Matters raised in Wyer’s appeal are controlled by state law, and the majority’s discussion of federal rules to resolve them must be dicta. Federal examples may be persuasive authority if they conform to our constitutional provisions and our perceptions of justness and fairness; but we are not bound by them here. This dissent rests on adequate and independent state law. Michigan v. Long, 463 U.S. 1032, 103 S.Ct. 3469, 77 L.Ed.2d 1201 (1983).
However, I can observe that our federal brethren have woven a tangled web regarding right to counsel. That right, found in the sixth amendment and applicable to the states by the fourteenth, has, through subtle mechanations and incantations, become incorporated in the fifth amendment privilege against self-incrimination. The interface of the fifth and sixth amendment rights in Miranda v. Arizona, 384 U.S. 436, 86 S.Ct. 1602, 16 L.Ed.2d 694, 10 A.L.R.3d 974 (1966), is sensible and hardly obscure. Yet, somewhere along, seeking fairness, we, the judiciary, took a wrong fork and reached imperspicuity.
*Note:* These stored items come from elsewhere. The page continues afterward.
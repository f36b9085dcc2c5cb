//! Like counters
//!
//! The set of likers and the counter are always mutated together by one
//! cache script. The store follows asynchronously.

use tracing::{debug, info, warn};

use super::{validate_id, ForumEngine, LikePersistence};
use crate::cache::MembershipOp;
use crate::db::ForumStore;
use crate::error::{ForumError, Result};
use crate::keys;
use crate::mq::Topic;
use crate::types::{LikeChangedEvent, Target, TargetType, A_LIKE_COUNT, F_LIKE_COUNT};

/// Apply a confirmed toggle to the store. Returns false when the like row was
/// already in the requested state, so replays never double-count.
pub async fn reconcile_like(
  store: &dyn ForumStore,
  event: &LikeChangedEvent,
) -> anyhow::Result<bool> {
  store
    .apply_like(event.user_id, event.target(), event.liked)
    .await
}

impl ForumEngine {
  /// Like `target`. Returns the new like count.
  pub async fn like(&self, user_id: i64, target: Target) -> Result<i64> {
    self.toggle_like(user_id, target, MembershipOp::Add).await
  }

  /// Withdraw a like. Returns the new like count.
  pub async fn unlike(&self, user_id: i64, target: Target) -> Result<i64> {
    self.toggle_like(user_id, target, MembershipOp::Remove).await
  }

  async fn toggle_like(&self, user_id: i64, target: Target, op: MembershipOp) -> Result<i64> {
    validate_id("userId", user_id)?;
    validate_id("targetId", target.id)?;

    let set_key = keys::like_set(&target);
    let count_key = keys::like_count(&target);
    self.warm_like_state(target, &set_key, &count_key).await?;

    let outcome = self
      .cache
      .toggle_membership(&set_key, &count_key, &user_id.to_string(), op)
      .await?;
    let liked = op == MembershipOp::Add;

    if !outcome.changed {
      info!(
        user_id,
        target_id = target.id,
        target_type = %target.kind,
        liked,
        "Like toggle was a no-op"
      );
      let target = target.to_string();
      return Err(if liked {
        ForumError::AlreadyLiked { target }
      } else {
        ForumError::NotLiked { target }
      });
    }

    self.bump_projection_likes(target, if liked { 1 } else { -1 }).await;
    self
      .dispatch_like(LikeChangedEvent::new(user_id, target, liked))
      .await;
    Ok(outcome.count)
  }

  /// Whether the cached like state can answer on its own: the counter is
  /// present and, when positive, so is the set.
  async fn like_state_whole(&self, set_key: &str, count_key: &str) -> Result<bool> {
    match self.cache.get_int(count_key).await? {
      None => Ok(false),
      Some(0) => Ok(true),
      Some(_) => Ok(self.cache.exists(set_key).await?),
    }
  }

  /// Seed a cold or split like state from the store before a toggle.
  async fn warm_like_state(&self, target: Target, set_key: &str, count_key: &str) -> Result<()> {
    if self.like_state_whole(set_key, count_key).await? {
      return Ok(());
    }
    let members: Vec<String> = self
      .store
      .list_likers(target)
      .await?
      .into_iter()
      .map(|id| id.to_string())
      .collect();
    let seeded = self
      .cache
      .seed_membership(set_key, count_key, &members)
      .await?;
    debug!(
      target_id = target.id,
      target_type = %target.kind,
      likers = members.len(),
      seeded,
      "Like state warmed"
    );
    Ok(())
  }

  /// Keep a cached projection's like count in step. A failure here only
  /// leaves the projection stale until its TTL.
  async fn bump_projection_likes(&self, target: Target, delta: i64) {
    let (key, field) = match target.kind {
      TargetType::Article => (keys::article(target.id), A_LIKE_COUNT),
      TargetType::Reply => (keys::reply(target.id), F_LIKE_COUNT),
    };
    if let Err(e) = self
      .cache
      .incr_hash_field_if_present(&key, field, delta)
      .await
    {
      warn!(target_id = target.id, target_type = %target.kind, error = %e, "Failed to bump cached like count");
    }
  }

  async fn dispatch_like(&self, event: LikeChangedEvent) {
    if self.config.like_persistence == LikePersistence::Queue {
      match self.broker.publish(Topic::Like, event.encode()).await {
        Ok(()) => return,
        Err(e) => warn!(
          target_id = event.target_id,
          target_type = %event.target_type,
          error = %e,
          "Like publish failed, reconciling directly"
        ),
      }
    }

    let store = self.store.clone();
    let op = if event.liked { "persist_like" } else { "remove_like" };
    self.submit_store(op, event.target(), async move {
      reconcile_like(store.as_ref(), &event).await
    });
  }

  /// Whether `user_id` currently likes `target`.
  ///
  /// A warm like set answers directly. Otherwise the store is asked and the
  /// set is left alone: a single row cannot rebuild its cardinality.
  pub async fn check_like_status(&self, user_id: i64, target: Target) -> Result<bool> {
    validate_id("userId", user_id)?;
    validate_id("targetId", target.id)?;

    let set_key = keys::like_set(&target);
    if self.like_state_whole(&set_key, &keys::like_count(&target)).await? {
      return Ok(self.cache.is_member(&set_key, &user_id.to_string()).await?);
    }
    Ok(self.store.find_like(user_id, target).await?)
  }

  pub async fn like_count(&self, target: Target) -> Result<i64> {
    validate_id("targetId", target.id)?;

    if let Some(count) = self.cache.get_int(&keys::like_count(&target)).await? {
      return Ok(count);
    }
    let count = match target.kind {
      TargetType::Article => self.store.get_article(target.id).await?.map(|a| a.like_count),
      TargetType::Reply => self.store.get_reply(target.id).await?.map(|r| r.like_count),
    };
    Ok(count.unwrap_or(0))
  }
}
As I understand Miranda, the Supreme Court decided that to prevent governmental abridgement of one’s fifth amendment privilege against compulsory self-incrimination, a citizen must be informed that he has a right to remain silent; that anything he says may be used against him; and that he has a right to counsel regardless of his ability to afford a lawyer. Right to counsel is an important safeguard in preventing circumscription of the privilege against compelled self-incrimination. This truth does not, however, convert the right to counsel into a fifth amendment right. It is still a sixth amendment right. The fifth amendment requires that suspects be told about the sixth amendment, but it does not turn their right to counsel into part of the fifth.
When analyses started distinguishing between fifth and sixth amendment counsel rights, as our majority did here, confusion resulted, rather than fairness and predictability as the black letter Miranda rule intended.
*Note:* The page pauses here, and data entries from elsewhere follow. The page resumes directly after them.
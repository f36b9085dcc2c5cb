//! Redis-backed cache store for external Redis servers

use async_trait::async_trait;
use redis::aio::ConnectionManager;
use redis::{AsyncCommands, Client, RedisError};
use std::collections::HashMap;
use std::sync::atomic::{AtomicU64, Ordering};
use std::time::Duration;

use crate::cache::config::CacheProxyConfig;
use crate::cache::scripts::Scripts;
use crate::cache::store::{
  CacheStats, CacheStore, CacheStoreError, MembershipOp, RankingState, ToggleOutcome,
};
use crate::keys::ABSENT_FIELD;

fn command_err(e: RedisError) -> CacheStoreError {
  if e.is_io_error() || e.is_connection_dropped() || e.is_timeout() {
    CacheStoreError::Connection(e.to_string())
  } else {
    CacheStoreError::InvalidValue(e.to_string())
  }
}

fn script_err(e: RedisError) -> CacheStoreError {
  if e.is_io_error() || e.is_connection_dropped() || e.is_timeout() {
    CacheStoreError::Connection(e.to_string())
  } else {
    CacheStoreError::Script(e.to_string())
  }
}

fn ttl_secs(ttl: Duration) -> i64 {
  ttl.as_secs().max(1) as i64
}

/// Cache store backed by an external Redis
pub struct RedisCacheStore {
  connection: ConnectionManager,
  scripts: Scripts,
  hits: AtomicU64,
  misses: AtomicU64,
}

impl RedisCacheStore {
  /// Connect using the proxy configuration
  pub async fn new(config: &CacheProxyConfig) -> Result<Self, RedisError> {
    let client = Client::open(config.connection_url())?;
    let connection = ConnectionManager::new(client).await?;

    Ok(Self {
      connection,
      scripts: Scripts::load(),
      hits: AtomicU64::new(0),
      misses: AtomicU64::new(0),
    })
  }

  /// Test the connection to Redis
  pub async fn test_connection(&self) -> Result<(), RedisError> {
    let mut conn = self.connection.clone();
    redis::cmd("PING").query_async::<()>(&mut conn).await?;
    Ok(())
  }

  /// Shared connection, for components that talk to the same server
  pub fn connection(&self) -> ConnectionManager {
    self.connection.clone()
  }

  fn record(&self, hit: bool) {
    if hit {
      self.hits.fetch_add(1, Ordering::Relaxed);
    } else {
      self.misses.fetch_add(1, Ordering::Relaxed);
    }
  }
}

#[async_trait]
impl CacheStore for RedisCacheStore {
  async fn exists(&self, key: &str) -> Result<bool, CacheStoreError> {
    let mut conn = self.connection.clone();
    conn.exists(key).await.map_err(command_err)
  }

  async fn delete(&self, key: &str) -> Result<bool, CacheStoreError> {
    let mut conn = self.connection.clone();
    let removed: i64 = conn.del(key).await.map_err(command_err)?;
    Ok(removed > 0)
  }

  async fn expire(&self, key: &str, ttl: Duration) -> Result<bool, CacheStoreError> {
    let mut conn = self.connection.clone();
    conn.expire(key, ttl_secs(ttl)).await.map_err(command_err)
  }

  async fn get_int(&self, key: &str) -> Result<Option<i64>, CacheStoreError> {
    let mut conn = self.connection.clone();
    let value: Option<i64> = conn.get(key).await.map_err(command_err)?;
    self.record(value.is_some());
    Ok(value)
  }

  async fn get_ints(&self, keys: &[String]) -> Result<Vec<Option<i64>>, CacheStoreError> {
    if keys.is_empty() {
      return Ok(Vec::new());
    }
    let mut conn = self.connection.clone();
    // Explicit MGET so a single key still yields an array reply
    let values: Vec<Option<i64>> = redis::cmd("MGET")
      .arg(keys)
      .query_async(&mut conn)
      .await
      .map_err(command_err)?;
    for value in &values {
      self.record(value.is_some());
    }
    Ok(values)
  }

  async fn toggle_membership(
    &self,
    set_key: &str,
    counter_key: &str,
    member: &str,
    op: MembershipOp,
  ) -> Result<ToggleOutcome, CacheStoreError> {
    let mut conn = self.connection.clone();
    let script = match op {
      MembershipOp::Add => &self.scripts.like,
      MembershipOp::Remove => &self.scripts.unlike,
    };
    let (changed, count): (i64, i64) = script
      .key(set_key)
      .key(counter_key)
      .arg(member)
      .invoke_async(&mut conn)
      .await
      .map_err(script_err)?;

    match changed {
      0 | 1 => Ok(ToggleOutcome {
        changed: changed == 1,
        count,
      }),
      other => Err(CacheStoreError::Script(format!(
        "toggle returned unexpected flag {}",
        other
      ))),
    }
  }

  async fn seed_membership(
    &self,
    set_key: &str,
    counter_key: &str,
    members: &[String],
  ) -> Result<bool, CacheStoreError> {
    let mut conn = self.connection.clone();
    let seeded: i64 = self
      .scripts
      .seed
      .key(set_key)
      .key(counter_key)
      .arg(members)
      .invoke_async(&mut conn)
      .await
      .map_err(script_err)?;
    Ok(seeded == 1)
  }

  async fn is_member(&self, set_key: &str, member: &str) -> Result<bool, CacheStoreError> {
    let mut conn = self.connection.clone();
    let found: bool = conn.sismember(set_key, member).await.map_err(command_err)?;
    self.record(found);
    Ok(found)
  }

  async fn replace_ranking(
    &self,
    key: &str,
    entries: &[(String, f64)],
  ) -> Result<(), CacheStoreError> {
    let mut conn = self.connection.clone();
    let mut pipe = redis::pipe();
    pipe.atomic().del(key).ignore();
    if !entries.is_empty() {
      let items: Vec<(f64, &str)> = entries
        .iter()
        .map(|(member, score)| (*score, member.as_str()))
        .collect();
      pipe.zadd_multiple(key, &items).ignore();
    }
    pipe
      .query_async::<()>(&mut conn)
      .await
      .map_err(command_err)
  }

  async fn set_placeholder(
    &self,
    key: &str,
    sentinel: &str,
    ttl: Duration,
  ) -> Result<(), CacheStoreError> {
    let mut conn = self.connection.clone();
    redis::pipe()
      .atomic()
      .del(key)
      .ignore()
      .zadd(key, sentinel, 0)
      .ignore()
      .expire(key, ttl_secs(ttl))
      .ignore()
      .query_async::<()>(&mut conn)
      .await
      .map_err(command_err)
  }

  async fn add_to_ranking_if_present(
    &self,
    key: &str,
    member: &str,
    score: f64,
    sentinel: &str,
  ) -> Result<bool, CacheStoreError> {
    let mut conn = self.connection.clone();
    let added: i64 = self
      .scripts
      .ranking_add_if_present
      .key(key)
      .arg(member)
      .arg(score)
      .arg(sentinel)
      .invoke_async(&mut conn)
      .await
      .map_err(script_err)?;
    Ok(added == 1)
  }

  async fn remove_from_ranking(&self, key: &str, member: &str) -> Result<bool, CacheStoreError> {
    let mut conn = self.connection.clone();
    let removed: i64 = conn.zrem(key, member).await.map_err(command_err)?;
    Ok(removed > 0)
  }

  async fn ranking_state(&self, key: &str, sentinel: &str) -> Result<RankingState, CacheStoreError> {
    let mut conn = self.connection.clone();
    let state: i64 = self
      .scripts
      .ranking_state
      .key(key)
      .arg(sentinel)
      .invoke_async(&mut conn)
      .await
      .map_err(script_err)?;
    self.record(state >= 0);
    match state {
      -1 => Ok(RankingState::Cold),
      0 => Ok(RankingState::Empty),
      n if n > 0 => Ok(RankingState::Warm(n as u64)),
      other => Err(CacheStoreError::Script(format!(
        "ranking state returned {}",
        other
      ))),
    }
  }

  async fn ranking_range_desc(
    &self,
    key: &str,
    start: usize,
    stop: usize,
  ) -> Result<Vec<String>, CacheStoreError> {
    if stop < start {
      return Ok(Vec::new());
    }
    let mut conn = self.connection.clone();
    conn
      .zrevrange(key, start as isize, stop as isize)
      .await
      .map_err(command_err)
  }

  async fn put_hash(
    &self,
    key: &str,
    fields: &[(String, String)],
    ttl: Option<Duration>,
  ) -> Result<(), CacheStoreError> {
    let mut conn = self.connection.clone();
    let mut pipe = redis::pipe();
    pipe.atomic().del(key).ignore();
    if !fields.is_empty() {
      pipe.hset_multiple(key, fields).ignore();
      if let Some(ttl) = ttl {
        pipe.expire(key, ttl_secs(ttl)).ignore();
      }
    }
    pipe
      .query_async::<()>(&mut conn)
      .await
      .map_err(command_err)
  }

  async fn get_hash(&self, key: &str) -> Result<Option<HashMap<String, String>>, CacheStoreError> {
    let mut conn = self.connection.clone();
    let fields: HashMap<String, String> = conn.hgetall(key).await.map_err(command_err)?;
    // HGETALL answers an empty map for a missing key
    let found = !fields.is_empty();
    self.record(found);
    Ok(found.then_some(fields))
  }

  async fn get_hashes(
    &self,
    keys: &[String],
  ) -> Result<Vec<Option<HashMap<String, String>>>, CacheStoreError> {
    if keys.is_empty() {
      return Ok(Vec::new());
    }
    let mut conn = self.connection.clone();
    let mut pipe = redis::pipe();
    for key in keys {
      pipe.hgetall(key);
    }
    let hashes: Vec<HashMap<String, String>> =
      pipe.query_async(&mut conn).await.map_err(command_err)?;
    Ok(
      hashes
        .into_iter()
        .map(|fields| {
          let found = !fields.is_empty();
          self.record(found);
          found.then_some(fields)
        })
        .collect(),
    )
  }

  async fn incr_hash_field_if_present(
    &self,
    key: &str,
    field: &str,
    delta: i64,
  ) -> Result<Option<i64>, CacheStoreError> {
    let mut conn = self.connection.clone();
    self
      .scripts
      .hincr_if_present
      .key(key)
      .arg(field)
      .arg(delta)
      .arg(ABSENT_FIELD)
      .invoke_async(&mut conn)
      .await
      .map_err(script_err)
  }

  async fn flush(&self) -> Result<(), CacheStoreError> {
    let mut conn = self.connection.clone();
    redis::cmd("FLUSHDB")
      .query_async::<()>(&mut conn)
      .await
      .map_err(command_err)
  }

  async fn info(&self) -> Result<CacheStats, CacheStoreError> {
    let mut conn = self.connection.clone();

    let info: String = redis::cmd("INFO")
      .query_async(&mut conn)
      .await
      .map_err(command_err)?;
    let dbsize: usize = redis::cmd("DBSIZE")
      .query_async(&mut conn)
      .await
      .map_err(command_err)?;

    let mut stats = CacheStats {
      keys: dbsize,
      hits: self.hits.load(Ordering::Relaxed),
      misses: self.misses.load(Ordering::Relaxed),
      ..Default::default()
    };

    for line in info.lines() {
      let Some((name, value)) = line.split_once(':') else {
        continue;
      };
      let value = value.trim().parse().unwrap_or(0);
      match name {
        "used_memory" => stats.memory_used = value as usize,
        "maxmemory" => stats.memory_limit = value as usize,
        "evicted_keys" => stats.evictions = value,
        "expired_keys" => stats.expired = value,
        _ => {}
      }
    }

    Ok(stats)
  }
}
No court would dispute the value of a criminal defendant’s opportunity to consult with his attorney before and during police interrogation. The United States Supreme Court has been adamant that when a defendant in custody requests a lawyer, all interrogation must cease. Edwards v. Arizona, supra.2 We have agreed and articulated the same rule for West Virginia, State v. Louk, supra, even before the United States Supreme Court, State v. McNeal, supra. This right is critically important and deserves an absolute prohibition against manipulation or ruse.
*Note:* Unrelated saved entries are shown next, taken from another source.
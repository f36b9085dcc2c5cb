#![allow(dead_code)]

use async_trait::async_trait;
use forumcache::cache::{CacheStore, EvictionPolicy, InMemoryCacheStore};
use forumcache::db::{ForumStore, SqlDialect, SqliteStore};
use forumcache::engine::{EngineConfig, ForumEngine};
use forumcache::mq::{Broker, MemoryBroker};
use forumcache::types::{Article, NewArticle, NewReply, Reply, Target};
use parking_lot::Mutex;
use std::collections::HashMap;
use std::sync::atomic::{AtomicU32, Ordering};
use std::sync::Arc;
use std::time::Duration;

/// Store wrapper that counts calls per operation and can fail `apply_like`.
pub struct CountingStore {
  inner: SqliteStore,
  calls: Mutex<HashMap<&'static str, usize>>,
  apply_like_failures: AtomicU32,
}

impl CountingStore {
  pub async fn new() -> Self {
    let inner = SqliteStore::in_memory().await.unwrap();
    inner.init_schema().await.unwrap();
    Self {
      inner,
      calls: Mutex::new(HashMap::new()),
      apply_like_failures: AtomicU32::new(0),
    }
  }

  pub fn calls(&self, op: &str) -> usize {
    self.calls.lock().get(op).copied().unwrap_or(0)
  }

  pub fn reset(&self) {
    self.calls.lock().clear();
  }

  /// Make the next `n` calls to `apply_like` fail.
  pub fn fail_apply_like(&self, n: u32) {
    self.apply_like_failures.store(n, Ordering::SeqCst);
  }

  fn record(&self, op: &'static str) {
    *self.calls.lock().entry(op).or_insert(0) += 1;
  }
}

#[async_trait]
impl ForumStore for CountingStore {
  fn dialect(&self) -> SqlDialect {
    self.inner.dialect()
  }

  async fn init_schema(&self) -> Result<(), anyhow::Error> {
    self.inner.init_schema().await
  }

  async fn insert_article(&self, article: &NewArticle) -> Result<Article, anyhow::Error> {
    self.record("insert_article");
    self.inner.insert_article(article).await
  }

  async fn get_article(&self, article_id: i64) -> Result<Option<Article>, anyhow::Error> {
    self.record("get_article");
    self.inner.get_article(article_id).await
  }

  async fn set_article_state(&self, article_id: i64, state: i16) -> Result<bool, anyhow::Error> {
    self.record("set_article_state");
    self.inner.set_article_state(article_id, state).await
  }

  async fn insert_reply(&self, reply: &NewReply) -> Result<Reply, anyhow::Error> {
    self.record("insert_reply");
    self.inner.insert_reply(reply).await
  }

  async fn get_reply(&self, reply_id: i64) -> Result<Option<Reply>, anyhow::Error> {
    self.record("get_reply");
    self.inner.get_reply(reply_id).await
  }

  async fn get_replies_by_ids(&self, ids: &[i64]) -> Result<Vec<Reply>, anyhow::Error> {
    self.record("get_replies_by_ids");
    self.inner.get_replies_by_ids(ids).await
  }

  async fn list_top_level_replies(&self, article_id: i64) -> Result<Vec<Reply>, anyhow::Error> {
    self.record("list_top_level_replies");
    self.inner.list_top_level_replies(article_id).await
  }

  async fn list_child_replies(&self, parent_id: i64) -> Result<Vec<Reply>, anyhow::Error> {
    self.record("list_child_replies");
    self.inner.list_child_replies(parent_id).await
  }

  async fn soft_delete_reply(
    &self,
    reply_id: i64,
    author_id: i64,
    article_id: i64,
  ) -> Result<Option<Reply>, anyhow::Error> {
    self.record("soft_delete_reply");
    self
      .inner
      .soft_delete_reply(reply_id, author_id, article_id)
      .await
  }

  async fn adjust_article_reply_count(
    &self,
    article_id: i64,
    delta: i64,
  ) -> Result<bool, anyhow::Error> {
    self.record("adjust_article_reply_count");
    self.inner.adjust_article_reply_count(article_id, delta).await
  }

  async fn adjust_article_view_count(
    &self,
    article_id: i64,
    delta: i64,
  ) -> Result<bool, anyhow::Error> {
    self.record("adjust_article_view_count");
    self.inner.adjust_article_view_count(article_id, delta).await
  }

  async fn adjust_reply_children_count(
    &self,
    reply_id: i64,
    delta: i64,
  ) -> Result<bool, anyhow::Error> {
    self.record("adjust_reply_children_count");
    self.inner.adjust_reply_children_count(reply_id, delta).await
  }

  async fn adjust_like_count(&self, target: Target, delta: i64) -> Result<bool, anyhow::Error> {
    self.record("adjust_like_count");
    self.inner.adjust_like_count(target, delta).await
  }

  async fn find_like(&self, user_id: i64, target: Target) -> Result<bool, anyhow::Error> {
    self.record("find_like");
    self.inner.find_like(user_id, target).await
  }

  async fn list_likers(&self, target: Target) -> Result<Vec<i64>, anyhow::Error> {
    self.record("list_likers");
    self.inner.list_likers(target).await
  }

  async fn apply_like(
    &self,
    user_id: i64,
    target: Target,
    liked: bool,
  ) -> Result<bool, anyhow::Error> {
    self.record("apply_like");
    let remaining = self.apply_like_failures.load(Ordering::SeqCst);
    if remaining > 0 {
      self.apply_like_failures.store(remaining - 1, Ordering::SeqCst);
      anyhow::bail!("injected apply_like failure");
    }
    self.inner.apply_like(user_id, target, liked).await
  }
}

pub struct Harness {
  pub store: Arc<CountingStore>,
  pub cache: Arc<InMemoryCacheStore>,
  pub broker: Arc<MemoryBroker>,
  pub engine: ForumEngine,
}

impl Harness {
  pub async fn new() -> Self {
    Self::with_config(EngineConfig::default()).await
  }

  pub async fn with_config(config: EngineConfig) -> Self {
    let store = Arc::new(CountingStore::new().await);
    let cache = Arc::new(InMemoryCacheStore::new(64 * 1024 * 1024, EvictionPolicy::Lru));
    let broker = Arc::new(MemoryBroker::new(1024, Duration::from_millis(20)));
    let engine = ForumEngine::new(
      store.clone() as Arc<dyn ForumStore>,
      cache.clone() as Arc<dyn CacheStore>,
      broker.clone() as Arc<dyn Broker>,
      config,
    );
    Self {
      store,
      cache,
      broker,
      engine,
    }
  }

  pub async fn article(&self) -> i64 {
    self
      .engine
      .create_article(NewArticle {
        board_id: 1,
        user_id: 1,
        title: "Welcome".into(),
        content: "First post".into(),
      })
      .await
      .unwrap()
      .id
  }

  /// Create a reply, pausing first so creation timestamps never tie.
  pub async fn reply(&self, article_id: i64, parent_id: Option<i64>, author_id: i64) -> i64 {
    tokio::time::sleep(Duration::from_millis(3)).await;
    self
      .engine
      .create_reply(NewReply {
        article_id,
        parent_id,
        author_id,
        reply_user_id: None,
        content: format!("reply by {}", author_id),
      })
      .await
      .unwrap()
      .id
  }
}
Justice Miller has elaborated on this distinction between fifth and sixth amendment rights to counsel in the majority opinion and in Syllabus Points 3 and 4.3 A fifth amendment right to counsel is absolutely protected against abridgement once exercised, but is not entitled to the same high quality of protection as the sixth amendment right to counsel. See Syllabus Points 3 and 4 of majority opinion.
There’s the rub. Prior to interrogation (whether or not the defendant has been charged with a crime) when he or she orally requests a lawyer, the fifth amendment *736counsel right prevents further interrogation. Miranda waivers are ineffective. After a defendant has been charged, that is, presented to a magistrate and informed about the nature of the charge, his sixth amendment right to counsel attaches4 and he has even greater protections against its waiver. That is what Syllabus Point 4 states.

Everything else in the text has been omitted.